Chin-Kee is the ultimate negative Chinese stereotype, and he's ruining his cousin Danny's life. Danny's a popular kid at school, but every year Chin-Kee comes to visit, and every year Danny has to transfer to a new school to escape the shame. This year, though, things quickly go from bad to worse...

This is actually a reread, I read this such a long time ago, when I was a BABY (more specifically I was in middle school). I will be completely honest, I don't think I understood what I read back then, but I get it now. Sometimes I wonder if anything would have changed during my childhood if I fully understood the meaning behind this book. Maybe I would have looked at my own culture differently, because man does this hit home now.

I realize that I never fully explained what this novel is actually about. In this case, the title is pretty self explanatory. American Born Chinese is simply (but not so simply) about a Chinese American student who finds himself not being able to fit in at his school. There are three stories woven throughout this novel that all come back together in the end. There is a bit of magical realism, along with a short retelling of the Monkey King (woo!), BUT THE MESSAGE IS GREAT.

Shoutout to my dad, who maybe doesn't remember this, but he remarked back when I first borrowed this that I wasn't American Born Chinese but rather Canadian Born Chinese. Pretty sure there's no difference but I could be wrong.

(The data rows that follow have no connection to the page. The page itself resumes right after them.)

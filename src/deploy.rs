use std::fs::{self, File};
use std::io::Write;
use std::path::Path;
use std::sync::mpsc::channel;
use std::sync::Arc;

use threadpool::ThreadPool;

use agent::Agent;
use assemble::{self, Prepared};
use clock::Clock;
use config::Config;
use cpi::Cloud;
use eventlog::EventLog;
use lock::LockManager;
use plan::{Plan, PlanOptions};
use store::{InstanceRecord, Store};
use update::{batch, instance, pools, Canceller, UpdateCtx};
use super::{Error, Result};

/// CLI-facing apply options
pub use plan::PlanOptions as DeployOpts;

/// External package compiler the deploy waits on
///
/// Compilation itself happens elsewhere; the orchestrator only cares that
/// every release compiled before instances pick up new specs.
pub trait Compiler: Send + Sync {
    fn compile(&self, release: &str, version: &str) -> Result<()>;
}

/// Compiler used when compilation is handled out of band
pub struct NullCompiler;

impl Compiler for NullCompiler {
    fn compile(&self, release: &str, version: &str) -> Result<()> {
        debug!("assuming {}/{} is compiled", release, version);
        Ok(())
    }
}

/// Drives one deployment manifest to its target state
pub struct Deployer {
    pub config: Config,
    pub store: Store,
    pub cloud: Arc<dyn Cloud>,
    pub agent: Arc<dyn Agent>,
    pub compiler: Arc<dyn Compiler>,
    pub locks: LockManager,
    pub clock: Arc<dyn Clock>,
    pub log: EventLog,
    pub cancel: Canceller,
}

impl Deployer {
    /// Token external callers use to request a graceful halt
    pub fn canceller(&self) -> Canceller {
        self.cancel.clone()
    }

    /// Apply a manifest: plan, prepare, reconcile pools, update jobs, commit
    ///
    /// Validation happens before the lock and before any mutation. The
    /// working manifest copy, stemcell reference reconciliation and lock
    /// release are finalizers and run on every exit path.
    pub fn apply(&self, manifest_text: &str, opts: &PlanOptions) -> Result<()> {
        let mut plan = Plan::parse(manifest_text, opts)?;
        let _lock = self.locks.deployment(&plan.name)?;
        info!("deploying {}", plan.name);

        let workfile = format!("{}.deploy.gen.yml", plan.name);
        self.write_workfile(&workfile, manifest_text)?;

        let res = self.run(&mut plan);

        // ensure: temp file gone, stemcell join rows reconciled; the
        // deployment lock releases on drop
        let _ = fs::remove_file(&workfile);
        if let Err(e) = self
            .store
            .update_stemcell_references(&plan.name, &plan.used_stemcells())
        {
            warn!("failed to reconcile stemcell references: {}", e);
        }
        res
    }

    fn write_workfile(&self, path: &str, text: &str) -> Result<()> {
        let pth = Path::new(".").join(path);
        debug!("writing working manifest to {}", pth.display());
        let mut f = File::create(&pth)?;
        writeln!(f, "{}", text)?;
        Ok(())
    }

    fn ctx(&self, plan: &Plan) -> UpdateCtx {
        UpdateCtx {
            deployment: plan.name.clone(),
            store: self.store.clone(),
            cloud: self.cloud.clone(),
            agent: self.agent.clone(),
            clock: self.clock.clone(),
            cancel: self.cancel.clone(),
            poll_ms: self.config.poll_interval_ms,
            cap: self.config.max_in_flight,
        }
    }

    fn run(&self, plan: &mut Plan) -> Result<()> {
        let ctx = self.ctx(plan);
        let prepared = assemble::prepare(plan, &self.store, &self.log)?;
        self.compile_releases(plan)?;
        pools::update_pools(&ctx, plan, &self.log)?;
        self.delete_unneeded(&ctx, &prepared)?;
        let reports = batch::update_jobs(&ctx, plan, &self.log)?;
        self.commit(plan)?;

        for r in &reports {
            info!("{}: {:?} ({} instances)", r.job, r.state, r.updated);
        }
        info!("deployed {}", plan.name);
        Ok(())
    }

    fn compile_releases(&self, plan: &Plan) -> Result<()> {
        let stage = self.log.stage("Compiling packages", plan.releases.len() as u32);
        for rv in plan.releases.values() {
            stage.track(&format!("{}/{}", rv.name, rv.version), |_| {
                self.compiler.compile(&rv.name, &rv.version)
            })?;
        }
        Ok(())
    }

    // Obsolete records go down in parallel, bounded by the deployment cap
    fn delete_unneeded(&self, ctx: &UpdateCtx, prepared: &Prepared) -> Result<()> {
        let obsolete: &[InstanceRecord] = &prepared.obsolete;
        if obsolete.is_empty() {
            return Ok(());
        }
        let stage = self.log.stage("Deleting unneeded instances", obsolete.len() as u32);
        let workers = ::std::cmp::max(1, ::std::cmp::min(ctx.cap, obsolete.len()));
        let pool = ThreadPool::new(workers);
        let (tx, rx) = channel();
        for rec in obsolete {
            let task = stage.task(&format!("{}/{}", rec.job, rec.index));
            let tctx = ctx.clone();
            let trec = rec.clone();
            let tx = tx.clone();
            pool.execute(move || {
                task.start();
                let res = instance::delete_obsolete(&tctx, &trec, &task);
                match res {
                    Ok(_) => task.finish(),
                    Err(ref e) => task.fail(&format!("{}", e)),
                }
                tx.send(res).expect("channel will be there waiting for the pool");
            });
        }
        let failures: Vec<Error> = rx.iter().take(obsolete.len()).filter_map(Result::err).collect();
        match failures.into_iter().next() {
            Some(e) => Err(e),
            None => Ok(()),
        }
    }

    // Rewrite the deployment's release set in one transaction, bracketed by
    // shared release locks that drop right after the commit.
    fn commit(&self, plan: &Plan) -> Result<()> {
        let mut held = vec![];
        for name in plan.releases.keys() {
            held.push(self.locks.release(name)?);
        }
        self.store
            .commit_deployment(&plan.name, &plan.manifest, &plan.release_set())?;
        drop(held);
        Ok(())
    }
}
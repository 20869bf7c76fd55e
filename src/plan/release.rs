use std::collections::BTreeMap;

use semver::Version;
use serde_json::Value;

use manifest::fields;
use super::{ErrorKind, Result};

/// Declared constraints for one dotted property path
#[derive(Serialize, Deserialize, Clone, Debug, Default)]
pub struct PropertySpec {
    #[serde(default, skip_serializing_if = "Option::is_none")]
    pub default: Option<Value>,
    #[serde(default)]
    pub required: bool,
}

impl PropertySpec {
    fn parse(v: &Value, path: &str) -> Result<PropertySpec> {
        fields::mapping_of(v, path)?;
        Ok(PropertySpec {
            default: fields::optional(v, "default").cloned(),
            required: fields::optional_bool(v, path, "required")?.unwrap_or(false),
        })
    }
}

/// Template metadata as declared by a release
///
/// A schema is either fully specified or entirely absent; `None` means the
/// template declares nothing and the deployment properties pass through.
#[derive(Serialize, Deserialize, Clone, Debug, Default)]
pub struct TemplateSpec {
    #[serde(default, skip_serializing_if = "Option::is_none")]
    pub properties: Option<BTreeMap<String, PropertySpec>>,
}

/// An immutable release version and the templates it contributes
#[derive(Serialize, Deserialize, Clone, Debug, Default)]
pub struct ReleaseVersion {
    pub name: String,
    pub version: String,
    #[serde(default, skip_serializing_if = "BTreeMap::is_empty")]
    pub templates: BTreeMap<String, TemplateSpec>,
}

impl ReleaseVersion {
    pub fn parse(v: &Value, prefix: &str) -> Result<ReleaseVersion> {
        let name = fields::required_string(v, prefix, "name")?;
        let version = match fields::optional(v, "version") {
            Some(val) if val.is_string() => val.as_str().unwrap().to_string(),
            Some(val) if val.is_number() => format!("{}", val),
            Some(_) => return Err(ErrorKind::InvalidType(format!("{}.version", prefix), "string").into()),
            None => return Err(ErrorKind::MissingField(format!("{}.version", prefix)).into()),
        };

        let mut templates = BTreeMap::new();
        if let Some(tv) = fields::optional(v, "templates") {
            let tpath = format!("{}.templates", prefix);
            for (tname, tval) in fields::mapping_of(tv, &tpath)? {
                let tprefix = format!("{}.{}", tpath, tname);
                let mut spec = TemplateSpec::default();
                if let Some(pv) = fields::optional(tval, "properties") {
                    let ppath = format!("{}.properties", tprefix);
                    let mut props = BTreeMap::new();
                    for (path, pval) in fields::mapping_of(pv, &ppath)? {
                        props.insert(path.clone(), PropertySpec::parse(pval, &format!("{}.{}", ppath, path))?);
                    }
                    spec.properties = Some(props);
                } else {
                    fields::mapping_of(tval, &tprefix)?;
                }
                templates.insert(tname.clone(), spec);
            }
        }

        let rv = ReleaseVersion { name, version, templates };
        rv.verify(prefix)?;
        Ok(rv)
    }

    fn verify(&self, prefix: &str) -> Result<()> {
        if self.name.is_empty() {
            return Err(ErrorKind::InvalidValue(format!("{}.name", prefix), "must not be empty".into()).into());
        }
        // version sanity: integer-ish or semver, warn otherwise (mirrors rolling env leniency)
        let numeric = self.version.chars().all(|c| c.is_ascii_digit() || c == '.');
        if !numeric && Version::parse(&self.version).is_err() {
            warn!("release {} has unusual version '{}'", self.name, self.version);
        }
        Ok(())
    }

    pub fn id(&self) -> (String, String) {
        (self.name.clone(), self.version.clone())
    }

    /// Declared property schema of a template, if the release carries metadata
    pub fn schema_of(&self, template: &str) -> Option<&BTreeMap<String, PropertySpec>> {
        self.templates.get(template).and_then(|t| t.properties.as_ref())
    }
}
//! Git-aware file metadata.
//!
//! Answers one question for the metadata stamper: when was a work-tree
//! file last changed in committed history? The answer is the date of the
//! most recent commit (first-parent history, newest first) whose tree
//! carries a different blob for the file than its parent does, formatted
//! `YYYY-MM-DD` in the commit's recorded timezone. Files with no committed
//! history are a valid `None` outcome, not an error.

use std::path::{Path, PathBuf};

use git2::{ErrorCode, Repository, Sort};

/// Version-control query error.
///
/// Per-file "no history" is not an error; these cover repository-level
/// failures.
#[derive(Debug, thiserror::Error)]
pub enum VcsError {
    /// No repository encloses the starting directory.
    #[error("no git repository found from {}: {source}", .path.display())]
    Discover {
        /// Directory the discovery started from.
        path: PathBuf,
        /// Underlying discovery failure.
        source: git2::Error,
    },
    /// The repository is bare.
    #[error("repository has no work tree")]
    NoWorkTree,
    /// The queried file is not under the repository work tree.
    #[error("{} is outside the repository work tree", .path.display())]
    OutsideWorkTree {
        /// File the query was made for.
        path: PathBuf,
    },
    /// I/O error resolving a path.
    #[error("I/O error: {0}")]
    Io(#[from] std::io::Error),
    /// Underlying git operation failed.
    #[error("git error: {0}")]
    Git(#[from] git2::Error),
}

/// Read-only history lookup for files under one repository work tree.
pub struct FileHistory {
    repo: Repository,
    workdir: PathBuf,
}

impl FileHistory {
    /// Discover the repository enclosing `start` and bind to its work tree.
    pub fn discover(start: &Path) -> Result<Self, VcsError> {
        let repo = Repository::discover(start).map_err(|source| VcsError::Discover {
            path: start.to_path_buf(),
            source,
        })?;
        let workdir = repo
            .workdir()
            .ok_or(VcsError::NoWorkTree)?
            .to_path_buf()
            .canonicalize()?;
        Ok(Self { repo, workdir })
    }

    /// The canonicalized work-tree root.
    #[must_use]
    pub fn workdir(&self) -> &Path {
        &self.workdir
    }

    /// Date of the most recent commit that changed `file`.
    ///
    /// Returns `Ok(None)` for files with no committed history, including
    /// files in a repository whose `HEAD` is unborn.
    pub fn last_commit_date(&self, file: &Path) -> Result<Option<String>, VcsError> {
        let relative = self.work_tree_path(file)?;

        // Revwalk reports an unborn HEAD as a generic reference error;
        // Repository::head tells the cases apart.
        let head = match self.repo.head() {
            Ok(head) => head,
            Err(err) if matches!(err.code(), ErrorCode::UnbornBranch | ErrorCode::NotFound) => {
                return Ok(None);
            }
            Err(err) => return Err(err.into()),
        };
        let Some(target) = head.target() else {
            return Ok(None);
        };

        let mut walk = self.repo.revwalk()?;
        walk.push(target)?;
        walk.set_sorting(Sort::TIME)?;
        walk.simplify_first_parent()?;

        for oid in walk {
            let commit = self.repo.find_commit(oid?)?;
            let Some(blob) = blob_id(&commit.tree()?, &relative) else {
                continue;
            };
            let parent_blob = match commit.parent(0) {
                Ok(parent) => blob_id(&parent.tree()?, &relative),
                Err(_) => None,
            };
            if parent_blob != Some(blob) {
                tracing::debug!(
                    file = %relative.display(),
                    commit = %commit.id(),
                    "found last change"
                );
                return Ok(commit_date(&commit));
            }
        }
        Ok(None)
    }

    /// Resolve `file` to its path relative to the work-tree root.
    fn work_tree_path(&self, file: &Path) -> Result<PathBuf, VcsError> {
        let absolute = file.canonicalize()?;
        absolute
            .strip_prefix(&self.workdir)
            .map(Path::to_path_buf)
            .map_err(|_| VcsError::OutsideWorkTree {
                path: file.to_path_buf(),
            })
    }
}

/// Blob id of `path` in `tree`, if the tree carries it.
fn blob_id(tree: &git2::Tree<'_>, path: &Path) -> Option<git2::Oid> {
    tree.get_path(path).ok().map(|entry| entry.id())
}

/// Commit time as `YYYY-MM-DD` in the commit's recorded offset.
fn commit_date(commit: &git2::Commit<'_>) -> Option<String> {
    let time = commit.time();
    let utc = chrono::DateTime::from_timestamp(time.seconds(), 0)?;
    let date = match chrono::FixedOffset::east_opt(time.offset_minutes() * 60) {
        Some(offset) => utc.with_timezone(&offset).format("%Y-%m-%d").to_string(),
        None => utc.format("%Y-%m-%d").to_string(),
    };
    Some(date)
}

I was initially going to review Saints by Gene Luen Yang as well, but I realized that it was a companion novel for a book I haven't read yet. I hope to get my hands on Boxers but until then I will wait.

This One Summer by Jillian Tamaki & Mariko Tamaki
Publisher: First Second
Release Date: May 6th, 2014
Source: Library
Date Read: 12/16/16 to 12/16/16
320 pages

Every summer, Rose goes with her mom and dad to a lake house in Awago Beach. It's their getaway, their refuge. Rosie's friend Windy is always there, too, like the little sister she never had. But this summer is different. Rose's mom and dad won't stop fighting, and when Rose and Windy seek a distraction from the drama, they find themselves with a whole new set of problems. It's a summer of secrets and sorrow and growing up, and it's a good thing Rose and Windy have each other.

In This One Summer two stellar creators redefine the teen graphic novel. Cousins Mariko and Jillian Tamaki, the team behind Skim, have collaborated on this gorgeous, heartbreaking, and ultimately hopeful story about a girl on the cusp of her teen age — a story of renewal and revelation.

Rashika recommended this one to me! And to be honest, I'm not exactly sure if this counts as a diverse book, but it is by two diverse authors (I may be wrong, it is hard to tell in graphic form)!

This was definitely interesting, in that the plot revolves around the two 15-year old girls, and their summer vacation together. Every year Rose and her family hang out at Awago Beach, where she meets up with her best friend Windy. Everything seems really simple, but the novel actually touches upon some very heavy topics. But it does it through the eyes of Rose, who doesn't fully understand what is going on or what kinds of consequences her actions may have. This is truly a coming-of-age story, and due to the graphic format and art of this book, it is easy to take Rose's perspective. But at the same time, you can tell that her thoughts and actions aren't always right.

I highly recommend this read as well. I'm just still impressed over how such little dialogue can have a profound effect on the story. The imagery really plays a role here, even if it is not as detailed as some other graphic novels out there.